[SUPPLIED MATERIAL]

use std::sync::Arc;
use std::time::Instant;

use axum::{
    routing::{delete, get, post},
    Router,
};
use sparkle_cache::ResponseCache;
use sparkle_core::config::SparkleConfig;
use sparkle_cost::CostOptimizer;
use sparkle_engine::ConversationEngine;
use sparkle_lifecycle::{DriftDetector, RetrainingOrchestrator, VersionRegistry};
use sparkle_reliability::{BreakerRegistry, ReliabilityMetrics, RetryBudget};
use sparkle_rollout::{CanaryController, ShadowInvoker, ShadowRunner};
use sparkle_safety::{SafetyMetrics, SafetyPipeline};
use sparkle_store::Store;

/// Central shared state, passed as Arc<AppState> to all Axum handlers.
pub struct AppState {
    pub config: SparkleConfig,
    pub store: Arc<Store>,
    pub engine: Arc<ConversationEngine>,
    pub cache: Arc<ResponseCache>,
    pub optimizer: Arc<CostOptimizer>,
    pub safety: Arc<SafetyPipeline>,
    pub safety_metrics: Arc<SafetyMetrics>,
    pub reliability_metrics: Arc<ReliabilityMetrics>,
    pub breakers: Arc<BreakerRegistry>,
    pub retry_budget: Arc<RetryBudget>,
    pub shadow: Arc<ShadowRunner>,
    pub canary: Arc<CanaryController>,
    pub invoker: Arc<dyn ShadowInvoker>,
    pub drift: Arc<DriftDetector>,
    pub retraining: Arc<RetrainingOrchestrator>,
    pub registry: Arc<VersionRegistry>,
    pub started_at: Instant,
}

/// Assemble the full Axum router.
pub fn build_router(state: Arc<AppState>) -> Router {
    let mut router = Router::new()
        .route("/health", get(crate::http::health::health_handler))
        // Chat surface.
        .route("/chat/start", post(crate::http::chat::start_handler))
        .route("/chat/message", post(crate::http::chat::message_handler))
        .route("/chat/book", post(crate::http::chat::book_handler))
        .route("/chat/end", post(crate::http::chat::end_handler))
        .route(
            "/chat/history/{session_id}",
            get(crate::http::chat::history_handler),
        )
        // Safety monitoring.
        .route("/safety/dashboard", get(crate::http::safety::dashboard))
        .route("/safety/metrics", get(crate::http::safety::metrics))
        .route("/safety/alerts", get(crate::http::safety::alerts))
        // Reliability monitoring.
        .route(
            "/reliability-monitoring/dashboard",
            get(crate::http::reliability::dashboard),
        )
        .route(
            "/reliability-monitoring/metrics",
            get(crate::http::reliability::metrics),
        )
        .route(
            "/reliability-monitoring/errors",
            get(crate::http::reliability::errors),
        )
        .route(
            "/reliability-monitoring/recovery",
            get(crate::http::reliability::recovery),
        )
        .route(
            "/reliability-monitoring/health",
            get(crate::http::reliability::health),
        )
        // Cost optimization.
        .route("/optimization/report", get(crate::http::optimization::report))
        .route("/optimization/metrics", get(crate::http::optimization::metrics))
        .route(
            "/optimization/routing/stats",
            get(crate::http::optimization::routing_stats),
        )
        .route(
            "/optimization/budgets/status",
            get(crate::http::optimization::budget_status),
        )
        .route(
            "/optimization/batching/stats",
            get(crate::http::optimization::batching_stats),
        )
        // Lifecycle: drift, retraining, versions.
        .route("/lifecycle/drift/detect", get(crate::http::lifecycle::drift_detect))
        .route("/lifecycle/drift/cache", delete(crate::http::lifecycle::drift_clear_cache))
        .route(
            "/lifecycle/retraining/check",
            get(crate::http::lifecycle::retraining_check),
        )
        .route(
            "/lifecycle/retraining/start",
            post(crate::http::lifecycle::retraining_start),
        )
        .route(
            "/lifecycle/retraining/finalize",
            post(crate::http::lifecycle::retraining_finalize),
        )
        .route(
            "/lifecycle/versions/register",
            post(crate::http::lifecycle::version_register),
        )
        .route(
            "/lifecycle/versions/activate",
            post(crate::http::lifecycle::version_activate),
        )
        .route(
            "/lifecycle/versions/rollback",
            post(crate::http::lifecycle::version_rollback),
        )
        .route("/lifecycle/versions/tag", post(crate::http::lifecycle::version_tag))
        .route("/lifecycle/versions/active", get(crate::http::lifecycle::version_active))
        .route(
            "/lifecycle/versions/history",
            get(crate::http::lifecycle::version_history),
        )
        .route(
            "/lifecycle/versions/compare",
            get(crate::http::lifecycle::version_compare),
        )
        .route("/lifecycle/versions/diff", get(crate::http::lifecycle::version_diff))
        .route("/lifecycle/versions/list", get(crate::http::lifecycle::version_list))
        // Shadow rollout.
        .route("/reliability/shadow/start", post(crate::http::rollout::shadow_start))
        .route("/reliability/shadow/stop", post(crate::http::rollout::shadow_stop))
        .route(
            "/reliability/shadow/promote",
            post(crate::http::rollout::shadow_promote),
        )
        .route(
            "/reliability/shadow/rollback",
            post(crate::http::rollout::shadow_rollback),
        )
        .route("/reliability/shadow/status", get(crate::http::rollout::shadow_status))
        .route(
            "/reliability/shadow/analysis",
            get(crate::http::rollout::shadow_analysis),
        )
        .route(
            "/reliability/shadow/promotion-check",
            get(crate::http::rollout::shadow_promotion_check),
        )
        // Canary rollout.
        .route("/canary/start", post(crate::http::rollout::canary_start))
        .route("/canary/stop", post(crate::http::rollout::canary_stop))
        .route("/canary/promote", post(crate::http::rollout::canary_promote))
        .route("/canary/rollback", post(crate::http::rollout::canary_rollback))
        .route("/canary/status", get(crate::http::rollout::canary_status))
        .route("/canary/health", get(crate::http::rollout::canary_health))
        .route("/canary/metrics", get(crate::http::rollout::canary_metrics))
        .route("/canary/validation", get(crate::http::rollout::canary_validation))
        .route("/canary/stages", get(crate::http::rollout::canary_stages))
        // Prometheus text exposition.
        .route("/metrics/export", get(crate::http::export::metrics_export))
        .with_state(state.clone())
        .layer(tower_http::trace::TraceLayer::new_for_http());

    if let Some(origin) = &state.config.gateway.cors_origin {
        let cors = match origin.parse::<axum::http::HeaderValue>() {
            Ok(value) => tower_http::cors::CorsLayer::new()
                .allow_origin(value)
                .allow_methods(tower_http::cors::Any)
                .allow_headers(tower_http::cors::Any),
            Err(_) => tower_http::cors::CorsLayer::permissive(),
        };
        router = router.layer(cors);
    }

    router
}
//! Safety monitoring endpoints.

use std::sync::Arc;

use axum::extract::State;

use crate::app::AppState;
use crate::http::{ok, store_error, ApiResult};

fn day_ago() -> String {
    (chrono::Utc::now() - chrono::Duration::hours(24)).to_rfc3339()
}

/// GET /safety/dashboard: counters plus 24h event breakdown.
pub async fn dashboard(State(state): State<Arc<AppState>>) -> ApiResult {
    let since = day_ago();
    let events = state
        .store
        .safety_event_counts(&since)
        .map_err(store_error)?;
    let pii = state.store.pii_event_counts(&since).map_err(store_error)?;
    let events_json: serde_json::Value = events
        .into_iter()
        .map(|(check, (total, blocked))| {
            (
                check,
                serde_json::json!({ "total": total, "blocked": blocked }),
            )
        })
        .collect::<serde_json::Map<String, serde_json::Value>>()
        .into();
    Ok(ok(serde_json::json!({
        "counters": state.safety_metrics.snapshot(),
        "last24h": { "events": events_json, "piiByRisk": pii },
    })))
}

/// GET /safety/metrics: raw counter snapshot.
pub async fn metrics(State(state): State<Arc<AppState>>) -> ApiResult {
    Ok(ok(state.safety_metrics.snapshot()))
}

/// GET /safety/alerts: high-risk PII and block activity in the last 24h.
pub async fn alerts(State(state): State<Arc<AppState>>) -> ApiResult {
    let since = day_ago();
    let pii = state.store.pii_event_counts(&since).map_err(store_error)?;
    let snapshot = state.safety_metrics.snapshot();
    let critical = pii.get("CRITICAL").copied().unwrap_or(0);
    let high = pii.get("HIGH").copied().unwrap_or(0);
    Ok(ok(serde_json::json!({
        "criticalPii24h": critical,
        "highPii24h": high,
        "blockedTotal": snapshot.blocked_total,
        "jailbreakBlocks": snapshot.jailbreak_blocks,
        "alerting": critical > 0 || snapshot.block_rate > 0.2,
    })))
}
impl RetrainingOrchestrator {
    pub fn new(config: RetrainingConfig, store: Arc<Store>) -> Self {
        Self { config, store }
    }

    /// Gate: high drift severity (or two medium drifts, which the severity
    /// ladder already encodes) plus an elapsed per-variant cooldown.
    pub fn should_retrain(
        &self,
        analysis: &DriftAnalysis,
    ) -> Result<ShouldRetrain, LifecycleError> {
        let mut reasons = Vec::new();

        let severity_ok = analysis.severity >= DriftSeverity::Medium && analysis.overall_drift;
        if !severity_ok {
            reasons.push(format!(
                "drift severity {} below retraining bar",
                analysis.severity.as_str()
            ));
        }

        if let Some(last) = self.store.last_retraining_session(&analysis.variant)? {
            let started = chrono::DateTime::parse_from_rfc3339(&last.started_at)
                .map(|t| t.with_timezone(&chrono::Utc))
                .unwrap_or_else(|_| chrono::Utc::now());
            let cooldown = chrono::Duration::days(self.config.cooldown_days);
            if chrono::Utc::now() - started < cooldown {
                reasons.push(format!(
                    "cooldown active: last retraining started {}",
                    last.started_at
                ));
            }
        }

        Ok(ShouldRetrain {
            should_retrain: reasons.is_empty(),
            reasons,
        })
    }

    /// Phases (i)–(vi): collect data, analyze failures, propose and register
    /// a candidate prompt, evaluate it offline, then start a shadow run.
    #[instrument(skip(self, invoker, shadow))]
    pub async fn start(
        &self,
        variant: &str,
        invoker: &dyn ShadowInvoker,
        shadow: &ShadowRunner,
    ) -> Result<RetrainingStartReport, LifecycleError> {
        let active = self
            .store
            .get_active_version(variant)?
            .ok_or_else(|| LifecycleError::UnknownVariant(variant.to_string()))?;

        let session_id = format!("retrain-{}", Uuid::new_v4());
        self.store.insert_retraining_session(&session_id, variant)?;

        // (i) Collect recent conversations.
        let conversations = self
            .store
            .recent_conversations(variant, self.config.max_training_conversations)?;
        let data_size = conversations.len();

        // (ii) Failure-pattern analysis over escalated / unbooked sessions.
        let analysis = self.analyze_failures(&conversations)?;
        let analysis_json = serde_json::to_string(&analysis).unwrap_or_default();
        self.store.update_retraining_session(
            &session_id,
            "collecting_data",
            None,
            Some(data_size as i64),
            Some(&analysis_json),
            None,
            None,
            None,
        )?;

        // (iii) Propose a new prompt annotated with failure guidance.
        let candidate_prompt = annotate_prompt(&active.system_prompt, &analysis);
        let next_version = self.store.max_version(variant)?.unwrap_or(0) + 1;

        // (iv) Register the candidate under a dedicated variant name so the
        // shadow runner can execute it without touching the live variant.
        let candidate_variant = format!("{variant}-candidate-v{next_version}");
        let metadata = serde_json::json!({
            "candidate_for": variant,
            "target_version": next_version,
            "retraining_session": session_id,
        });
        let v = self
            .store
            .register_version(&candidate_variant, &candidate_prompt, &metadata)?;
        self.store.activate_version(&candidate_variant, v)?;

        // (v) Offline evaluation against the canned cases.
        let eval_score = self.evaluate(&candidate_variant, invoker).await;
        if eval_score < self.config.eval_pass_score {
            self.store.update_retraining_session(
                &session_id,
                "failed",
                Some(next_version),
                None,
                None,
                Some(&candidate_variant),
                None,
                Some(false),
            )?;
            return Err(LifecycleError::EvaluationFailed(format!(
                "offline eval score {eval_score:.2} below {:.2}",
                self.config.eval_pass_score
            )));
        }

        // (vi) Shadow deployment on full traffic sampling.
        shadow.start(variant, &candidate_variant, 100.0);
        self.store.update_retraining_session(
            &session_id,
            "shadow_testing",
            Some(next_version),
            None,
            None,
            Some(&candidate_variant),
            None,
            None,
        )?;

        info!(
            variant,
            candidate_variant, eval_score, "retraining candidate in shadow testing"
        );
        Ok(RetrainingStartReport {
            session_id,
            variant: variant.to_string(),
            candidate_variant,
            next_version,
            training_data_size: data_size,
            failure_analysis: analysis,
            eval_score,
            status: "shadow_testing".to_string(),
        })
    }

    /// Phases (vii)–(viii): apply the shadow promotion criteria, then either
    /// register+activate the candidate prompt as the variant's next version
    /// or roll the session back.
    #[instrument(skip(self, shadow))]
    pub fn finalize(
        &self,
        session_id: &str,
        shadow: &ShadowRunner,
    ) -> Result<RetrainingFinalizeReport, LifecycleError> {
        let session = self
            .store
            .get_retraining_session(session_id)?
            .ok_or_else(|| LifecycleError::SessionNotFound(session_id.to_string()))?;
        let candidate_variant = session.new_variant.clone().ok_or_else(|| {
            LifecycleError::RetrainingBlocked("session has no candidate variant".to_string())
        })?;

        let check = shadow
            .promotion_check()?
            .ok_or_else(|| LifecycleError::RetrainingBlocked("no active shadow run".to_string()))?;
        let shadow_json = serde_json::to_string(&check).unwrap_or_default();
        shadow.stop();

        if check.should_promote {
            let candidate = self
                .store
                .get_active_version(&candidate_variant)?
                .ok_or_else(|| LifecycleError::UnknownVariant(candidate_variant.clone()))?;
            let metadata = serde_json::json!({
                "retraining_session": session_id,
                "promoted_from": candidate_variant,
            });
            let version =
                self.store
                    .register_version(&session.variant, &candidate.system_prompt, &metadata)?;
            self.store.activate_version(&session.variant, version)?;
            self.store.update_retraining_session(
                session_id,
                "promoted",
                Some(version),
                None,
                None,
                None,
                Some(&shadow_json),
                Some(true),
            )?;
            info!(variant = %session.variant, version, "retrained prompt promoted");
            Ok(RetrainingFinalizeReport {
                session_id: session_id.to_string(),
                promoted: true,
                activated_version: Some(version),
                reasons: Vec::new(),
            })
        } else {
            self.store.update_retraining_session(
                session_id,
                "rolled_back",
                None,
                None,
                None,
                None,
                Some(&shadow_json),
                Some(false),
            )?;
            warn!(variant = %session.variant, reasons = ?check.reasons, "retraining rolled back");
            Ok(RetrainingFinalizeReport {
                session_id: session_id.to_string(),
                promoted: false,
                activated_version: None,
                reasons: check.reasons,
            })
        }
    }

    async fn evaluate(&self, candidate_variant: &str, invoker: &dyn ShadowInvoker) -> f64 {
        let mut score_sum = 0.0;
        let mut ran = 0usize;
        for (input, expected_action) in EVAL_CASES {
            ran += 1;
            match invoker.invoke(candidate_variant, input).await {
                Ok(reply) if reply.action == expected_action => score_sum += 1.0,
                Ok(reply) if !reply.message.is_empty() => score_sum += 0.5,
                Ok(_) => {}
                Err(e) => warn!(err = %e, case = input, "eval case failed"),
            }
        }
        if ran == 0 {
            return 0.0;
        }
        score_sum / ran as f64
    }

    /// Bucket failed conversations (escalated or never booked) by keyword
    /// categories over their message text.
    fn analyze_failures(
        &self,
        conversations: &[sparkle_store::Conversation],
    ) -> Result<FailureAnalysis, LifecycleError> {
        let mut categories: HashMap<String, usize> = HashMap::new();
        let mut failures = 0usize;

        for conversation in conversations {
            let failed = conversation.escalated_to_human || !conversation.booking_completed;
            if !failed {
                continue;
            }
            failures += 1;
            let messages = self.store.list_messages(&conversation.id)?;
            let text: String = messages
                .iter()
                .map(|m| m.content.to_lowercase())
                .collect::<Vec<_>>()
                .join(" ");
            for (category, keywords) in CATEGORIES {
                if keywords.iter().any(|k| text.contains(k)) {
                    *categories.entry(category.to_string()).or_insert(0) += 1;
                }
            }
        }

        let mut ranked: Vec<(String, usize)> = categories.clone().into_iter().collect();
        ranked.sort_by(|a, b| b.1.cmp(&a.1));
        let top_categories = ranked.into_iter().take(2).map(|(c, _)| c).collect();

        Ok(FailureAnalysis {
            conversations_scanned: conversations.len(),
            failures,
            categories,
            top_categories,
        })
    }
}
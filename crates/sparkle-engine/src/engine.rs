use std::sync::Arc;
use std::time::{Duration, Instant};

use serde::Serialize;
use sparkle_cache::{cache_key, CachePut, CachedResponse, ResponseCache};
use sparkle_core::config::SparkleConfig;
use sparkle_core::{Action, ChatMessage, Role};
use sparkle_cost::{CostOptimizer, OptimizeError, QueryContext};
use sparkle_llm::{ChatCompleter, CompletionOutcome, CompletionRequest};
use sparkle_reliability::{
    BreakerRegistry, ErrorClassifier, ErrorKind, OperationError, RecoveryOptions,
    RecoveryStrategies, ReliabilityMetrics, RetryPolicy, Strategy,
};
use sparkle_safety::{InputVerdict, Redactor, SafetyPipeline};
use sparkle_store::{ConversationStatus, NewMessage, Store};
use tracing::{info, instrument, warn};
use uuid::Uuid;

use crate::error::EngineError;
use crate::prompt::{self, DEFAULT_SYSTEM_PROMPT};
use crate::session::{SessionHandle, SessionRegistry, SessionState};

/// Name of the circuit breaker guarding the chat-completion service.
const LLM_BREAKER: &str = "llm";

const DEGRADED_MESSAGE: &str =
    "I'm having trouble on my end — let me connect you with a human who can help \
     you finish your booking.";

/// One completed LLM turn as the recovery layer sees it.
#[derive(Debug, Clone)]
pub struct LlmTurn {
    pub message: String,
    pub action: Action,
    pub extracted: serde_json::Value,
    pub input_tokens: u32,
    pub output_tokens: u32,
    pub model: String,
}

impl LlmTurn {
    fn degraded() -> Self {
        Self {
            message: DEGRADED_MESSAGE.to_string(),
            action: Action::Escalate,
            extracted: serde_json::json!({}),
            input_tokens: 0,
            output_tokens: 0,
            model: "degraded".to_string(),
        }
    }

    fn from_completion(outcome: CompletionOutcome) -> Self {
        Self {
            message: outcome.message,
            action: outcome.action,
            extracted: outcome.extracted,
            input_tokens: outcome.usage.input_tokens,
            output_tokens: outcome.usage.output_tokens,
            model: outcome.model,
        }
    }
}
//! Prometheus text exposition for all in-process counters.

use std::fmt::Write as _;
use std::sync::Arc;

use axum::extract::State;
use axum::http::header;
use axum::response::IntoResponse;

use crate::app::AppState;

fn counter(out: &mut String, name: &str, help: &str, value: u64) {
    let _ = writeln!(out, "# HELP {name} {help}");
    let _ = writeln!(out, "# TYPE {name} counter");
    let _ = writeln!(out, "{name} {value}");
}

fn gauge(out: &mut String, name: &str, help: &str, value: f64) {
    let _ = writeln!(out, "# HELP {name} {help}");
    let _ = writeln!(out, "# TYPE {name} gauge");
    let _ = writeln!(out, "{name} {value}");
}

/// GET /metrics/export
pub async fn metrics_export(State(state): State<Arc<AppState>>) -> impl IntoResponse {
    let mut out = String::with_capacity(4096);

    let safety = state.safety_metrics.snapshot();
    counter(
        &mut out,
        "sparkle_safety_checks_total",
        "Input safety checks run",
        safety.checks_total,
    );
    counter(
        &mut out,
        "sparkle_safety_blocked_total",
        "Messages blocked by safety",
        safety.blocked_total,
    );
    counter(
        &mut out,
        "sparkle_safety_jailbreak_blocks_total",
        "Jailbreak attempts blocked",
        safety.jailbreak_blocks,
    );
    counter(
        &mut out,
        "sparkle_safety_pii_blocks_total",
        "Messages blocked for critical PII",
        safety.pii_blocks,
    );
    counter(
        &mut out,
        "sparkle_safety_output_leaks_total",
        "System prompt leaks sanitized",
        safety.output_leaks,
    );

    let reliability = state.reliability_metrics.snapshot();
    counter(
        &mut out,
        "sparkle_errors_total",
        "Classified operation errors",
        reliability.total_errors,
    );
    for (kind, count) in &reliability.errors_by_kind {
        let _ = writeln!(out, "sparkle_errors_by_kind_total{{kind=\"{kind}\"}} {count}");
    }
    counter(
        &mut out,
        "sparkle_recovery_primary_total",
        "Requests served by the primary path",
        reliability.recoveries.primary,
    );
    counter(
        &mut out,
        "sparkle_recovery_cached_total",
        "Requests served from the recovery cache",
        reliability.recoveries.cached,
    );
    counter(
        &mut out,
        "sparkle_recovery_degraded_total",
        "Requests served by degraded mode",
        reliability.recoveries.degraded,
    );
    counter(
        &mut out,
        "sparkle_recovery_fallback_total",
        "Requests served by the fallback value",
        reliability.recoveries.fallback,
    );

    for breaker in state.breakers.snapshot_all() {
        let _ = writeln!(
            out,
            "sparkle_breaker_open{{name=\"{}\"}} {}",
            breaker.name,
            if breaker.state == sparkle_reliability::CircuitState::Closed {
                0
            } else {
                1
            }
        );
        let _ = writeln!(
            out,
            "sparkle_breaker_error_rate{{name=\"{}\"}} {}",
            breaker.name, breaker.error_rate
        );
    }

    gauge(
        &mut out,
        "sparkle_retry_budget_remaining",
        "Retry tokens left in the rolling window",
        state.retry_budget.remaining() as f64,
    );

    if let Ok(cache) = state.cache.stats() {
        counter(
            &mut out,
            "sparkle_cache_hits_total",
            "Exact cache hits",
            cache.hits,
        );
        counter(
            &mut out,
            "sparkle_cache_similarity_hits_total",
            "Approximate cache hits",
            cache.similarity_hits,
        );
        counter(
            &mut out,
            "sparkle_cache_misses_total",
            "Cache misses",
            cache.misses,
        );
        gauge(
            &mut out,
            "sparkle_cache_entries",
            "Live cache entries",
            cache.entries as f64,
        );
        gauge(
            &mut out,
            "sparkle_cache_saved_usd",
            "Estimated USD saved by cache hits",
            cache.estimated_saved_usd,
        );
    }

    let budget = state.optimizer.budget().status();
    gauge(
        &mut out,
        "sparkle_budget_daily_spent_usd",
        "USD spent today",
        budget.daily_spent_usd,
    );
    gauge(
        &mut out,
        "sparkle_budget_monthly_spent_usd",
        "USD spent this month",
        budget.monthly_spent_usd,
    );

    gauge(
        &mut out,
        "sparkle_active_sessions",
        "Live chat sessions",
        state.engine.active_sessions() as f64,
    );
    gauge(
        &mut out,
        "sparkle_uptime_seconds",
        "Process uptime",
        state.started_at.elapsed().as_secs_f64(),
    );

    (
        [(header::CONTENT_TYPE, "text/plain; version=0.0.4")],
        out,
    )
}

[/SUPPLIED MATERIAL]

EXERCISE BRIEF:
Tally the lines above in which the string "RetrainingOrchestrator" occurs, and give the total with nothing added.

PROBLEM SOLUTION:
3